### SOURCE DATA:
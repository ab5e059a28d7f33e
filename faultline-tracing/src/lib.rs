#![deny(
    missing_docs,
    unsafe_code,
    rustdoc::invalid_rust_codeblocks,
    rustdoc::broken_intra_doc_links,
    missing_copy_implementations,
    unused_doc_comments
)]

//! Tracing integration for faultline.
//!
//! Two independent pieces:
//!
//! - [`TracingSink`] turns dispatched messages into `tracing` events, so the
//!   log sink can feed whatever subscriber the application already runs.
//! - [`SpanTraceFormatter`] appends the active span scope to every rendered
//!   trace. It reads span field values captured by [`FaultlineLayer`].
//!
//! # Quick Start
//!
//! ```
//! use faultline::{DefaultTraceFormatter, Dispatcher};
//! use faultline_tracing::{FaultlineLayer, SpanTraceFormatter, TracingSink};
//! use tracing_subscriber::{Registry, layer::SubscriberExt};
//!
//! // 1. Set up tracing with FaultlineLayer (required for span fields)
//! let subscriber = Registry::default()
//!     .with(FaultlineLayer) // Captures span field values for messages
//!     .with(tracing_subscriber::fmt::layer()); // Your normal console output
//! tracing::subscriber::set_global_default(subscriber).expect("failed to set subscriber");
//!
//! // 2. Route the log sink to tracing and add spans to traces
//! let mut dispatcher = Dispatcher::new();
//! dispatcher
//!     .set_logger(TracingSink::new())
//!     .set_trace_formatter(SpanTraceFormatter::new(DefaultTraceFormatter));
//! ```
//!
//! With the error raised inside `#[tracing::instrument(fields(user_id = 42))]
//! fn checkout()`, the rendered trace ends with:
//!
//! ```text
//! Spans:
//! checkout{user_id=42}
//! ```

use std::fmt::{self, Write as _};

use faultline::{Exception, Sink, SinkError, StackFrame, TraceFormatter};
use tracing::{
    Level, Span,
    field::{Field, Visit},
};

/// Target of the events emitted by [`TracingSink`].
pub const TARGET: &str = "faultline";

/// A [`Sink`] that emits each message as a `tracing` event.
///
/// Messages carrying an exception are logged at `ERROR`; all others at the
/// configured level, `WARN` by default. Exception events carry the
/// `exception.type` and `exception.code` fields.
#[derive(Copy, Clone, Debug)]
pub struct TracingSink {
    /// Level for messages without an exception.
    pub level: Level,
}

impl TracingSink {
    /// Creates a sink logging plain messages at `WARN`.
    #[must_use]
    pub const fn new() -> Self {
        Self { level: Level::WARN }
    }

    /// Creates a sink logging plain messages at `level`.
    #[must_use]
    pub const fn with_level(level: Level) -> Self {
        Self { level }
    }
}

impl Default for TracingSink {
    fn default() -> Self {
        Self::new()
    }
}

impl Sink for TracingSink {
    fn emit(&mut self, message: &str, exception: Option<&dyn Exception>) -> Result<(), SinkError> {
        if let Some(exception) = exception {
            tracing::event!(
                target: TARGET,
                Level::ERROR,
                {
                    "exception.type" = exception.type_name(),
                    "exception.code" = exception.code()
                },
                "{message}"
            );
        } else if self.level == Level::ERROR {
            tracing::error!(target: TARGET, "{message}");
        } else if self.level == Level::WARN {
            tracing::warn!(target: TARGET, "{message}");
        } else if self.level == Level::INFO {
            tracing::info!(target: TARGET, "{message}");
        } else if self.level == Level::DEBUG {
            tracing::debug!(target: TARGET, "{message}");
        } else {
            tracing::trace!(target: TARGET, "{message}");
        }
        Ok(())
    }
}

/// Captured field values for a span.
#[derive(Clone, Debug, Default)]
struct CapturedFields(String);

impl fmt::Display for CapturedFields {
    fn fmt(&self, f: &mut fmt::Formatter<'_>) -> fmt::Result {
        write!(f, "{}", self.0)
    }
}

struct FieldVisitor<'a> {
    output: &'a mut String,
}

impl Visit for FieldVisitor<'_> {
    fn record_debug(&mut self, field: &Field, value: &dyn fmt::Debug) {
        if !self.output.is_empty() {
            self.output.push(' ');
        }
        let _ = write!(self.output, "{}={:?}", field.name(), value);
    }
}

/// A tracing layer that captures span field values for rendered traces.
///
/// **Required for [`SpanTraceFormatter`] to show field values.** Add it to
/// the subscriber next to the other layers; it does not affect them.
///
/// ```
/// use faultline_tracing::FaultlineLayer;
/// use tracing_subscriber::{Registry, layer::SubscriberExt};
///
/// let subscriber = Registry::default().with(FaultlineLayer);
/// tracing::subscriber::with_default(subscriber, || {
///     let _span = tracing::info_span!("job", id = 3).entered();
///     assert_eq!(
///         faultline_tracing::current_span_scope().as_deref(),
///         Some("job{id=3}")
///     );
/// });
/// ```
#[derive(Copy, Clone, Debug, Default)]
pub struct FaultlineLayer;

impl<S> tracing_subscriber::Layer<S> for FaultlineLayer
where
    S: tracing::Subscriber + for<'a> tracing_subscriber::registry::LookupSpan<'a>,
{
    fn on_new_span(
        &self,
        attrs: &tracing::span::Attributes<'_>,
        id: &tracing::span::Id,
        ctx: tracing_subscriber::layer::Context<'_, S>,
    ) {
        let Some(span) = ctx.span(id) else {
            return;
        };
        let mut fields = CapturedFields::default();
        attrs.record(&mut FieldVisitor {
            output: &mut fields.0,
        });
        span.extensions_mut().insert(fields);
    }

    fn on_record(
        &self,
        id: &tracing::span::Id,
        values: &tracing::span::Record<'_>,
        ctx: tracing_subscriber::layer::Context<'_, S>,
    ) {
        let Some(span) = ctx.span(id) else {
            return;
        };
        let mut extensions = span.extensions_mut();
        if let Some(fields) = extensions.get_mut::<CapturedFields>() {
            values.record(&mut FieldVisitor {
                output: &mut fields.0,
            });
        } else {
            let mut fields = CapturedFields::default();
            values.record(&mut FieldVisitor {
                output: &mut fields.0,
            });
            extensions.insert(fields);
        }
    }
}

/// Renders the scope of the current span, innermost first, one
/// `name{fields}` line per span.
///
/// Returns `None` when there is no current span or the subscriber is not a
/// [`tracing_subscriber::Registry`].
#[must_use]
pub fn current_span_scope() -> Option<String> {
    render_span_scope(&Span::current())
}

fn render_span_scope(span: &Span) -> Option<String> {
    use tracing_subscriber::registry::LookupSpan;

    span.with_subscriber(|(span_id, dispatch)| {
        let subscriber = dispatch.downcast_ref::<tracing_subscriber::Registry>()?;
        let span_ref = subscriber.span(span_id)?;

        let mut out = String::new();
        for ancestor in span_ref.scope() {
            if !out.is_empty() {
                out.push('\n');
            }
            out.push_str(ancestor.name());

            let extensions = ancestor.extensions();
            if let Some(fields) = extensions.get::<CapturedFields>()
                && !fields.0.is_empty()
            {
                let _ = write!(out, "{{{fields}}}");
            }
        }
        Some(out)
    })
    .flatten()
}

/// A [`TraceFormatter`] that appends the current span scope to the output of
/// another formatter.
///
/// Outside of any span the inner output is returned unchanged.
#[derive(Copy, Clone, Debug, Default)]
pub struct SpanTraceFormatter<F> {
    inner: F,
}

impl<F> SpanTraceFormatter<F> {
    /// Wraps a formatter.
    pub const fn new(inner: F) -> Self {
        Self { inner }
    }

    /// Returns the wrapped formatter.
    pub fn into_inner(self) -> F {
        self.inner
    }
}

impl<F: TraceFormatter> TraceFormatter for SpanTraceFormatter<F> {
    fn format_trace(&self, trace: &[StackFrame]) -> String {
        let mut out = self.inner.format_trace(trace);
        if let Some(scope) = current_span_scope() {
            out.push_str("\nSpans:\n");
            out.push_str(&scope);
        }
        out
    }
}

### WHAT NEEDS TO BE DONE:
Only lines of the data holding the word "traces" go in the answer. Please copy each of them.

### WRITTEN RESPONSE:
//! // 2. Route the log sink to tracing and add spans to traces
/// A tracing layer that captures span field values for rendered traces.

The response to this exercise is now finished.